(WHAT IS REQUIRED):
Return the data. Every word must match.

============================================================

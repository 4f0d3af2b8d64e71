// Licensed to the Apache Software Foundation (ASF) under one
// or more contributor license agreements.  See the NOTICE file
// distributed with this work for additional information
// regarding copyright ownership.  The ASF licenses this file
// to you under the Apache License, Version 2.0 (the
// "License"); you may not use this file except in compliance
// with the License.  You may obtain a copy of the License at
//
//   http://www.apache.org/licenses/LICENSE-2.0
//
// Unless required by applicable law or agreed to in writing,
// software distributed under the License is distributed on an
// "AS IS" BASIS, WITHOUT WARRANTIES OR CONDITIONS OF ANY
// KIND, either express or implied.  See the License for the
// specific language governing permissions and limitations
// under the License.

use std::fmt;
use thiserror::Error;

/// The error type for cob operations
#[derive(Error, Debug)]
#[error("{kind}: {message}")]
pub struct Error {
    kind: ErrorKind,
    message: String,
    #[source]
    source: Option<anyhow::Error>,
}

/// The kind of error that occurred
#[derive(Debug, Clone, Copy, PartialEq, Eq)]
pub enum ErrorKind {
    /// No credentials could be found: none configured and no IAM role attached
    NoCredentials,

    /// A region is required but could not be resolved
    NoRegion,

    /// Credentials were found but are unusable (unparsable or incomplete)
    IncorrectCredentials,

    /// Request cannot be signed (missing authority, invalid header values, etc.)
    RequestInvalid,

    /// Configuration value has the wrong shape
    ConfigInvalid,

    /// Unexpected errors (network, I/O, service errors, etc.)
    Unexpected,
}

impl Error {
    /// Create a new error with the given kind and message
    pub fn new(kind: ErrorKind, message: impl Into<String>) -> Self {
        Self {
            kind,
            message: message.into(),
            source: None,
        }
    }

    /// Add a source error
    pub fn with_source(mut self, source: impl Into<anyhow::Error>) -> Self {
        self.source = Some(source.into());
        self
    }

    /// Get the error kind
    pub fn kind(&self) -> ErrorKind {
        self.kind
    }

    /// Check if the owning repository must be disabled instead of retried.
    pub fn is_terminal(&self) -> bool {
        matches!(
            self.kind,
            ErrorKind::NoCredentials | ErrorKind::NoRegion | ErrorKind::IncorrectCredentials
        )
    }
}

// Convenience constructors
impl Error {
    /// Create a no credentials error
    pub fn no_credentials(message: impl Into<String>) -> Self {
        Self::new(ErrorKind::NoCredentials, message)
    }

    /// Create a no region error
    pub fn no_region(message: impl Into<String>) -> Self {
        Self::new(ErrorKind::NoRegion, message)
    }

    /// Create an incorrect credentials error
    pub fn incorrect_credentials(message: impl Into<String>) -> Self {
        Self::new(ErrorKind::IncorrectCredentials, message)
    }

    /// Create a request invalid error
    pub fn request_invalid(message: impl Into<String>) -> Self {
        Self::new(ErrorKind::RequestInvalid, message)
    }

    /// Create a config invalid error
    pub fn config_invalid(message: impl Into<String>) -> Self {
        Self::new(ErrorKind::ConfigInvalid, message)
    }

    /// Create an unexpected error
    pub fn unexpected(message: impl Into<String>) -> Self {
        Self::new(ErrorKind::Unexpected, message)
    }
}

impl fmt::Display for ErrorKind {
    fn fmt(&self, f: &mut fmt::Formatter<'_>) -> fmt::Result {
        match self {
            ErrorKind::NoCredentials => write!(f, "no credentials"),
            ErrorKind::NoRegion => write!(f, "no region"),
            ErrorKind::IncorrectCredentials => write!(f, "incorrect credentials"),
            ErrorKind::RequestInvalid => write!(f, "invalid request"),
            ErrorKind::ConfigInvalid => write!(f, "invalid configuration"),
            ErrorKind::Unexpected => write!(f, "unexpected error"),
        }
    }
}

/// Convenience type alias for Results
pub type Result<T> = std::result::Result<T, Error>;

impl From<anyhow::Error> for Error {
    fn from(err: anyhow::Error) -> Self {
        Self::unexpected(err.to_string()).with_source(err)
    }
}

impl From<http::Error> for Error {
    fn from(err: http::Error) -> Self {
        Self::request_invalid(err.to_string()).with_source(err)
    }
}

impl From<http::header::InvalidHeaderValue> for Error {
    fn from(err: http::header::InvalidHeaderValue) -> Self {
        Self::request_invalid(err.to_string()).with_source(err)
    }
}

impl From<http::header::ToStrError> for Error {
    fn from(err: http::header::ToStrError) -> Self {
        Self::request_invalid(err.to_string()).with_source(err)
    }
}

impl From<http::uri::InvalidUri> for Error {
    fn from(err: http::uri::InvalidUri) -> Self {
        Self::request_invalid(err.to_string()).with_source(err)
    }
}
// Licensed to the Apache Software Foundation (ASF) under one
// or more contributor license agreements.  See the NOTICE file
// distributed with this work for additional information
// regarding copyright ownership.  The ASF licenses this file
// to you under the Apache License, Version 2.0 (the
// "License"); you may not use this file except in compliance
// with the License.  You may obtain a copy of the License at
//
//   http://www.apache.org/licenses/LICENSE-2.0
//
// Unless required by applicable law or agreed to in writing,
// software distributed under the License is distributed on an
// "AS IS" BASIS, WITHOUT WARRANTIES OR CONDITIONS OF ANY
// KIND, either express or implied.  See the License for the
// specific language governing permissions and limitations
// under the License.

mod config;
pub use config::ConfigCredentialProvider;

mod default;
pub use default::DefaultCredentialProvider;

mod imds;
pub use imds::ImdsCredentialProvider;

============================================================

(WRITTEN ANSWER):
repository 4f0d3af2b8d64e71
// Licensed to the Apache Software Foundation (ASF) under one
// or more contributor license agreements.  See the NOTICE file
// distributed with this work for additional information
// regarding copyright ownership.  The ASF licenses this file
// to you under the Apache License, Version 2.0 (the
// "License"); you may not use this file except in compliance
// with the License.  You may obtain a copy of the License at
//
//   http://www.apache.org/licenses/LICENSE-2.0
//
// Unless required by applicable law or agreed to in writing,
// software distributed under the License is distributed on an
// "AS IS" BASIS, WITHOUT WARRANTIES OR CONDITIONS OF ANY
// KIND, either express or implied.  See the License for the
// specific language governing permissions and limitations
// under the License.

use std::fmt;
use thiserror::Error;

/// The error type for cob operations
#[derive(Error, Debug)]
#[error("{kind}: {message}")]
pub struct Error {
    kind: ErrorKind,
    message: String,
    #[source]
    source: Option<anyhow::Error>,
}

/// The kind of error that occurred
#[derive(Debug, Clone, Copy, PartialEq, Eq)]
pub enum ErrorKind {
    /// No credentials could be found: none configured and no IAM role attached
    NoCredentials,

    /// A region is required but could not be resolved
    NoRegion,

    /// Credentials were found but are unusable (unparsable or incomplete)
    IncorrectCredentials,

    /// Request cannot be signed (missing authority, invalid header values, etc.)
    RequestInvalid,

    /// Configuration value has the wrong shape
    ConfigInvalid,

    /// Unexpected errors (network, I/O, service errors, etc.)
    Unexpected,
}

impl Error {
    /// Create a new error with the given kind and message
    pub fn new(kind: ErrorKind, message: impl Into<String>) -> Self {
        Self {
            kind,
            message: message.into(),
            source: None,
        }
    }

    /// Add a source error
    pub fn with_source(mut self, source: impl Into<anyhow::Error>) -> Self {
        self.source = Some(source.into());
        self
    }

    /// Get the error kind
    pub fn kind(&self) -> ErrorKind {
        self.kind
    }

    /// Check if the owning repository must be disabled instead of retried.
    pub fn is_terminal(&self) -> bool {
        matches!(
            self.kind,
            ErrorKind::NoCredentials | ErrorKind::NoRegion | ErrorKind::IncorrectCredentials
        )
    }
}

// Convenience constructors
impl Error {
    /// Create a no credentials error
    pub fn no_credentials(message: impl Into<String>) -> Self {
        Self::new(ErrorKind::NoCredentials, message)
    }

    /// Create a no region error
    pub fn no_region(message: impl Into<String>) -> Self {
        Self::new(ErrorKind::NoRegion, message)
    }

    /// Create an incorrect credentials error
    pub fn incorrect_credentials(message: impl Into<String>) -> Self {
        Self::new(ErrorKind::IncorrectCredentials, message)
    }

    /// Create a request invalid error
    pub fn request_invalid(message: impl Into<String>) -> Self {
        Self::new(ErrorKind::RequestInvalid, message)
    }

    /// Create a config invalid error
    pub fn config_invalid(message: impl Into<String>) -> Self {
        Self::new(ErrorKind::ConfigInvalid, message)
    }

    /// Create an unexpected error
    pub fn unexpected(message: impl Into<String>) -> Self {
        Self::new(ErrorKind::Unexpected, message)
    }
}

impl fmt::Display for ErrorKind {
    fn fmt(&self, f: &mut fmt::Formatter<'_>) -> fmt::Result {
        match self {
            ErrorKind::NoCredentials => write!(f, "no credentials"),
            ErrorKind::NoRegion => write!(f, "no region"),
            ErrorKind::IncorrectCredentials => write!(f, "incorrect credentials"),
            ErrorKind::RequestInvalid => write!(f, "invalid request"),
            ErrorKind::ConfigInvalid => write!(f, "invalid configuration"),
            ErrorKind::Unexpected => write!(f, "unexpected error"),
        }
    }
}

/// Convenience type alias for Results
pub type Result<T> = std::result::Result<T, Error>;

impl From<anyhow::Error> for Error {
    fn from(err: anyhow::Error) -> Self {
        Self::unexpected(err.to_string()).with_source(err)
    }
}

impl From<http::Error> for Error {
    fn from(err: http::Error) -> Self {
        Self::request_invalid(err.to_string()).with_source(err)
    }
}

impl From<http::header::InvalidHeaderValue> for Error {
    fn from(err: http::header::InvalidHeaderValue) -> Self {
        Self::request_invalid(err.to_string()).with_source(err)
    }
}

impl From<http::header::ToStrError> for Error {
    fn from(err: http::header::ToStrError) -> Self {
        Self::request_invalid(err.to_string()).with_source(err)
    }
}

impl From<http::uri::InvalidUri> for Error {
    fn from(err: http::uri::InvalidUri) -> Self {
        Self::request_invalid(err.to_string()).with_source(err)
    }
}
// Licensed to the Apache Software Foundation (ASF) under one
// or more contributor license agreements.  See the NOTICE file
// distributed with this work for additional information
// regarding copyright ownership.  The ASF licenses this file
// to you under the Apache License, Version 2.0 (the
// "License"); you may not use this file except in compliance
// with the License.  You may obtain a copy of the License at
//
//   http://www.apache.org/licenses/LICENSE-2.0
//
// Unless required by applicable law or agreed to in writing,
// software distributed under the License is distributed on an
// "AS IS" BASIS, WITHOUT WARRANTIES OR CONDITIONS OF ANY
// KIND, either express or implied.  See the License for the
// specific language governing permissions and limitations
// under the License.

mod config;
pub use config::ConfigCredentialProvider;

mod default;
pub use default::DefaultCredentialProvider;

mod imds;
pub use imds::ImdsCredentialProvider;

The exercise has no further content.